Mahkemeler hayır demekten yoruldu !
ÇED izinleri, yargı kararları, bunlar uyulup uyulmadığı tartışmaları ile vadilerini korumak için direnen halkın kıyasıya mücadelesinde her bir projede uzun ve farklı bir süreç yaşanıyor. Söz konusu Kayalar HES Projesi de bunlardan biri.
SANKO Holding’e bağlı İyon Enerji AŞ Çevre ve Şehircilik Bakanlığı’ndan aldığı "ÇED Gerekli Değildir" izni ile 2007 yılında inşaat çalışmalarını başlatıyor, bu durum Senoz’lu köylülerin müdahalesi ile engelleniyor, köylüler aynı zamanda bu izine karşı Rize İdare Mahkemesinde dava açıyor. Mahkeme, çevresel etkilerin göz ardı edildiği, vadi de havza planlaması gerektiğini belirterek 11.12.2009 tarihinde oy birliği ile yürütmeyi durdurma ardından iptal kararı veriyor.

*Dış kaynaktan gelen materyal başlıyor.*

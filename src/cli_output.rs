// Agent-friendly CLI output for review results
use crate::models::{Issue, Severity};
use crate::workflow::{Notice, Phase, Submission};
use colored::Colorize;
use indicatif::{ProgressBar, ProgressStyle};
use serde::Serialize;
use std::io::{self, IsTerminal};
use std::time::Duration;

/// Environment variable forcing JSON output
pub const JSON_ENV: &str = "CODEREVIEW_JSON";

const EMPTY_SUMMARY: &str = "Code analysis complete.";
const NO_ISSUES: &str = "No major issues found in your code.";

/// Output mode for CLI commands
#[derive(Debug, Clone, Copy, PartialEq, Eq)]
pub enum OutputMode {
    /// Human-friendly output with colors
    Human,
    /// Machine-readable JSON output
    Json,
    /// Plain text without colors (for pipes/logs)
    Plain,
}

impl OutputMode {
    /// Auto-detect output mode; `--json` wins over everything else
    pub fn auto(json_flag: bool) -> Self {
        if json_flag || std::env::var(JSON_ENV).is_ok() {
            Self::Json
        } else if !io::stdout().is_terminal() {
            Self::Plain
        } else {
            Self::Human
        }
    }
}

pub struct OutputWriter {
    mode: OutputMode,
}

impl OutputWriter {
    pub fn new(mode: OutputMode) -> Self {
        Self { mode }
    }

    pub fn mode(&self) -> OutputMode {
        self.mode
    }

    fn section_text(&self, title: &str) -> String {
        match self.mode {
            OutputMode::Human => format!(
                "\n{}\n{}\n",
                title.cyan().bold(),
                "═".repeat(title.chars().count()).cyan()
            ),
            OutputMode::Plain => format!("\n{}\n{}\n", title, "=".repeat(title.chars().count())),
            OutputMode::Json => String::new(),
        }
    }

    fn success_text(&self, message: &str) -> String {
        match self.mode {
            OutputMode::Human => format!("  {} {}\n", "✓".green(), message),
            OutputMode::Plain => format!("  [OK] {}\n", message),
            OutputMode::Json => String::new(),
        }
    }

    /// Error lines are produced in every mode; callers send them to stderr
    fn error_text(&self, message: &str) -> String {
        match self.mode {
            OutputMode::Human => format!("  {} {}\n", "✗".red(), message),
            OutputMode::Plain | OutputMode::Json => format!("  [ERROR] {}\n", message),
        }
    }

    fn warning_text(&self, message: &str) -> String {
        match self.mode {
            OutputMode::Human => format!("  {} {}\n", "⚠".yellow(), message),
            OutputMode::Plain => format!("  [WARN] {}\n", message),
            OutputMode::Json => String::new(),
        }
    }

    fn info_text(&self, message: &str) -> String {
        match self.mode {
            OutputMode::Json => String::new(),
            _ => format!("  {}\n", message),
        }
    }

    /// Indented block, one output line per input line
    fn block_text(&self, text: &str) -> String {
        if matches!(self.mode, OutputMode::Json) {
            return String::new();
        }
        text.lines().map(|line| format!("  {}\n", line)).collect()
    }

    /// Print a section header
    pub fn section(&self, title: &str) {
        print!("{}", self.section_text(title));
    }

    pub fn success(&self, message: &str) {
        print!("{}", self.success_text(message));
    }

    pub fn info(&self, message: &str) {
        print!("{}", self.info_text(message));
    }

    /// Print a key-value table
    pub fn table(&self, rows: &[(&str, String)]) {
        let max_key_len = rows.iter().map(|(k, _)| k.len()).max().unwrap_or(0);
        match self.mode {
            OutputMode::Human => {
                for (key, value) in rows {
                    println!("  {:width$} │ {}", key.yellow(), value, width = max_key_len);
                }
            }
            OutputMode::Plain => {
                for (key, value) in rows {
                    println!("  {:width$} : {}", key, value, width = max_key_len);
                }
            }
            OutputMode::Json => {}
        }
    }

    /// Pretty JSON on stdout; no-op outside JSON mode
    pub fn emit_json<T: Serialize>(&self, value: &T) {
        if matches!(self.mode, OutputMode::Json) {
            if let Ok(json) = serde_json::to_string_pretty(value) {
                println!("{}", json);
            }
        }
    }

    /// Spinner shown while a remote call is in flight (human mode only)
    pub fn spinner(&self, message: &str) -> Option<ProgressBar> {
        if !matches!(self.mode, OutputMode::Human) {
            return None;
        }

        let pb = ProgressBar::new_spinner();
        if let Ok(style) = ProgressStyle::default_spinner().template("  {spinner:.cyan} {msg}") {
            pb.set_style(style);
        }
        pb.set_message(message.to_string());
        pb.enable_steady_tick(Duration::from_millis(100));
        Some(pb)
    }

    fn issue_text(&self, issue: &Issue) -> String {
        let line = issue
            .line
            .map(|l| format!(" (line {})", l))
            .unwrap_or_default();

        match self.mode {
            OutputMode::Human => {
                let label = match issue.severity {
                    Severity::Error => format!("[{}]", issue.severity).red().bold(),
                    Severity::Warning => format!("[{}]", issue.severity).yellow().bold(),
                    Severity::Info => format!("[{}]", issue.severity).cyan().bold(),
                };
                format!(
                    "  {} {}{}\n      {}\n",
                    label,
                    issue.message,
                    line,
                    issue.suggestion.dimmed()
                )
            }
            OutputMode::Plain => format!(
                "  [{}] {}{}\n      {}\n",
                issue.severity, issue.message, line, issue.suggestion
            ),
            OutputMode::Json => String::new(),
        }
    }

    fn issues_text(&self, issues: &[Issue]) -> String {
        if issues.is_empty() {
            return self.success_text(NO_ISSUES);
        }

        let mut out = self.section_text(&format!("Issues Found ({})", issues.len()));
        for issue in issues {
            out.push_str(&self.issue_text(issue));
        }
        out
    }

    pub fn issues(&self, issues: &[Issue]) {
        print!("{}", self.issues_text(issues));
    }

    fn notice_text(&self, notice: &Notice) -> String {
        let text = format!("{}: {}", notice.title, notice.description);
        if notice.destructive {
            self.warning_text(&text)
        } else {
            self.success_text(&text)
        }
    }

    /// Text for a finished submission. A failed analysis renders only the
    /// error and a server hint, meant for stderr.
    pub fn render_submission(&self, submission: &Submission, api_url: &str) -> String {
        if matches!(self.mode, OutputMode::Json) {
            return serde_json::to_string_pretty(submission).unwrap_or_default() + "\n";
        }

        if submission.phase == Phase::AnalysisFailed {
            let message = submission.error.as_deref().unwrap_or("Failed to analyze code");
            return self.error_text(message)
                + &self.error_text(&format!(
                    "Make sure the review server is running at {}",
                    api_url
                ));
        }

        let mut out = String::new();
        if let Some(result) = &submission.result {
            out.push_str(&self.issues_text(&result.issues));
            if !result.issues.is_empty() {
                out.push_str(&self.info_text(&format!(
                    "{} error(s), {} warning(s), {} info",
                    result.count(Severity::Error),
                    result.count(Severity::Warning),
                    result.count(Severity::Info)
                )));
            }

            out.push_str(&self.section_text("Analysis"));
            let summary = if result.summary.trim().is_empty() {
                EMPTY_SUMMARY
            } else {
                result.summary.as_str()
            };
            out.push_str(&self.block_text(summary));
        }

        if let Some(fixed) = &submission.fixed_code {
            out.push_str(&self.section_text(&format!("Fixed Code ({})", submission.language)));
            out.push_str(&self.block_text(&fixed.cleaned));
        }

        out.push('\n');
        for notice in &submission.notices {
            out.push_str(&self.notice_text(notice));
        }
        out
    }

    /// Render a finished submission
    pub fn submission(&self, submission: &Submission, api_url: &str) {
        let text = self.render_submission(submission, api_url);
        if submission.phase == Phase::AnalysisFailed && !matches!(self.mode, OutputMode::Json) {
            eprint!("{}", text);
        } else {
            print!("{}", text);
        }
    }
}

Bakanlığın temyiz isteği Danıştay 14. Dairesi’nce 28.12.2011 tarihinde reddedilerek iptal kararı kesinleşiyor. Danıştay’da yerel mahkeme gibi “uyuşmazlığa konu proje ile aynı vadide planlanan diğer projeler birlikte değerlendirilmelidir” gerekçesine vurgu yapıyor.
Yerel mahkemenin vermiş olduğu iptal kararı ve Danıştay 14. Dairesinin verdiği onama kararına rağmen ilgili şirket bakanlık izniyle yeni bir ÇED süreci başlatıyor. 19.07.2010 tarihinde yoğun tartışmalar altında yapılan halkı bilgilendirme toplantısı köylülerin protestosuna dönüşüyor. 02.08.2013 tarihinde ilân edilen Nihai ÇED Raporu’na Buzlupınar köylüsü 159 kişi yazılı olarak itiraz etmesine rağmen süreç devam ettiriliyor.
Bu arada ilginç bir gelişme daha yaşanıyor. Danıştay Senoz Derneği’nce açılan ve ilgili firmanın üretim lisansı ve su kullanım anlaşmasının iptali talepli bir başka davayı 28.10 2013 tarihli oturumunda karara bağlıyor. Oybirliği ile verilen kararda “ Kayalar HES Enerji Üretim tesisinin Enerji Lisansı ve Su Kullanım Hakkı işletme esaslarına ilişkin anlaşmada hukuka uygunluk bulunmamaktadır tespitiyle” üretim lisansı ve su kullanım anlaşmasını iptal ediyor.
Danıştay’ın kesinleşmiş bu iki kararına rağmen, Çevre ve Şehircilik Bakanlığı 04.03.2014 tarihli ilanla Kayalar HES Projesi için “ÇED Olumlu” kararı verdiğini bildiriyor.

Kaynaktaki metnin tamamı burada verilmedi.